[Exercise data]
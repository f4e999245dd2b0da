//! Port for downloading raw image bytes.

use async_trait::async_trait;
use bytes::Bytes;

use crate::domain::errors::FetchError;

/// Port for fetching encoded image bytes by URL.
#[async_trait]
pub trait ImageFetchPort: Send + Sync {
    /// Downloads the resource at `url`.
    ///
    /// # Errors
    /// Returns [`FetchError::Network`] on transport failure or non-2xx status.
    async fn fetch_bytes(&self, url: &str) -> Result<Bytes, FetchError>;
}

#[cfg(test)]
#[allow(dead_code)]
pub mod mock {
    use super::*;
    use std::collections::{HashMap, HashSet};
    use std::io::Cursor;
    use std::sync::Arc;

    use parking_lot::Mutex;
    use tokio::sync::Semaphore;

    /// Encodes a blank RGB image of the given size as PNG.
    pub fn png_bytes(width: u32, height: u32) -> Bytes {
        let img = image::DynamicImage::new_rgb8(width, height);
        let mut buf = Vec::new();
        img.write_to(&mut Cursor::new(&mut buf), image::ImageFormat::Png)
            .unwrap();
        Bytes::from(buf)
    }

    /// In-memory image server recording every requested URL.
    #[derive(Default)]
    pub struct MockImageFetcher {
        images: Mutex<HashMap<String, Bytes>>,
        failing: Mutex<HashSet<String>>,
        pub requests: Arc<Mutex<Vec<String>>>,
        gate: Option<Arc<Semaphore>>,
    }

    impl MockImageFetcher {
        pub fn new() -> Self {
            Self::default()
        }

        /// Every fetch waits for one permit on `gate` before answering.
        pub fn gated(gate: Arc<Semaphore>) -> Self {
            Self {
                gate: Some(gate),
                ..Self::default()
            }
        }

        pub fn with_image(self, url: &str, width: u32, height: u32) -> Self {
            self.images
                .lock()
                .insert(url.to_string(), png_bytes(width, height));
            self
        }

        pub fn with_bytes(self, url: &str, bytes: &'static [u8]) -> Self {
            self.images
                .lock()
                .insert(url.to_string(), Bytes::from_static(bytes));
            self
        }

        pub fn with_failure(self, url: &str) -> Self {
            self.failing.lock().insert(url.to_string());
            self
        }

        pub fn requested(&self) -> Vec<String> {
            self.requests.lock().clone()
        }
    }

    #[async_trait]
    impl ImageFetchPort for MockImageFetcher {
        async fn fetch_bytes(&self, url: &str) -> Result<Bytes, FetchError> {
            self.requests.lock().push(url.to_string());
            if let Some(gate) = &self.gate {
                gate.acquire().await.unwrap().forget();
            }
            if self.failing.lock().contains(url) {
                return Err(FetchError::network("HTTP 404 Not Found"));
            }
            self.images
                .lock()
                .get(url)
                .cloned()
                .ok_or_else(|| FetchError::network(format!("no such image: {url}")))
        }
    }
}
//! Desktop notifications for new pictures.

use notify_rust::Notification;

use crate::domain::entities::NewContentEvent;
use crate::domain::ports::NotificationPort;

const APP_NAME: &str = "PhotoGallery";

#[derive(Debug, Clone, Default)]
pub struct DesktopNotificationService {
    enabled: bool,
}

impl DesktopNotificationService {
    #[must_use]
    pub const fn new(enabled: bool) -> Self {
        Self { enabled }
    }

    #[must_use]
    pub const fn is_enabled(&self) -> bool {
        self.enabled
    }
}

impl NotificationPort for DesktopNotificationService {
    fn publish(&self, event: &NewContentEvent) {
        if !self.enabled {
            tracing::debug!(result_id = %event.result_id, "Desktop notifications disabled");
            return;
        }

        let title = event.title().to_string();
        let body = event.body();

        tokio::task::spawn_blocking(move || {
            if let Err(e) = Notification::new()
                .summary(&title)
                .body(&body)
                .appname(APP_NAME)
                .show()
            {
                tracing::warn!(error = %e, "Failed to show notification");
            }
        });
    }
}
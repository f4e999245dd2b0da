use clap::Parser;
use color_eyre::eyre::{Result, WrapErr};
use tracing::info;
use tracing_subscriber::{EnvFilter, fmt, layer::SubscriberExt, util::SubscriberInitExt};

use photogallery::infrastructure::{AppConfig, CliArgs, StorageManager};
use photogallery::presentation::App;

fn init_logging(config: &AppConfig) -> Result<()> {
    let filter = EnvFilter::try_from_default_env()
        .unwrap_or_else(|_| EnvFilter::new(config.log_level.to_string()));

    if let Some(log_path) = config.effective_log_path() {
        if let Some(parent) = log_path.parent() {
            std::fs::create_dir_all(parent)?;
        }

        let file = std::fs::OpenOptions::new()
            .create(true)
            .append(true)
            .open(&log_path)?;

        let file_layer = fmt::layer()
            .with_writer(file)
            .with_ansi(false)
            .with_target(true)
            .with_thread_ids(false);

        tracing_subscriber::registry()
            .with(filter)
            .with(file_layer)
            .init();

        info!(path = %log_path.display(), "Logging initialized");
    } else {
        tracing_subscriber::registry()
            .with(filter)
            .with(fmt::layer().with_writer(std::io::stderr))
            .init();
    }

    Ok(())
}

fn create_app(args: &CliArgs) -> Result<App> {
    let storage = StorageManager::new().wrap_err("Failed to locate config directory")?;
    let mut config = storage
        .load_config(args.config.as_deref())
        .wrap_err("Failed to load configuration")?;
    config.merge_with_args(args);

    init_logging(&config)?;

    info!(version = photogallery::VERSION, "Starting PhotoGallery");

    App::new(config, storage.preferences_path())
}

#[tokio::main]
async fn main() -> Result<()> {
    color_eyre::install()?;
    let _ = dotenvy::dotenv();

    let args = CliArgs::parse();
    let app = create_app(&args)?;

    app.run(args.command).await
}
[/Exercise data]
◆ **Exercise details**: Please write out the material word for word from its first line through the line holding "use tokio::sync::Semaphore;", including both, and no line past it.

◆ **Solved exercise**:
repository f4e999245dd2b0da
//! Port for downloading raw image bytes.

use async_trait::async_trait;
use bytes::Bytes;

use crate::domain::errors::FetchError;

/// Port for fetching encoded image bytes by URL.
#[async_trait]
pub trait ImageFetchPort: Send + Sync {
    /// Downloads the resource at `url`.
    ///
    /// # Errors
    /// Returns [`FetchError::Network`] on transport failure or non-2xx status.
    async fn fetch_bytes(&self, url: &str) -> Result<Bytes, FetchError>;
}

#[cfg(test)]
#[allow(dead_code)]
pub mod mock {
    use super::*;
    use std::collections::{HashMap, HashSet};
    use std::io::Cursor;
    use std::sync::Arc;

    use parking_lot::Mutex;
    use tokio::sync::Semaphore;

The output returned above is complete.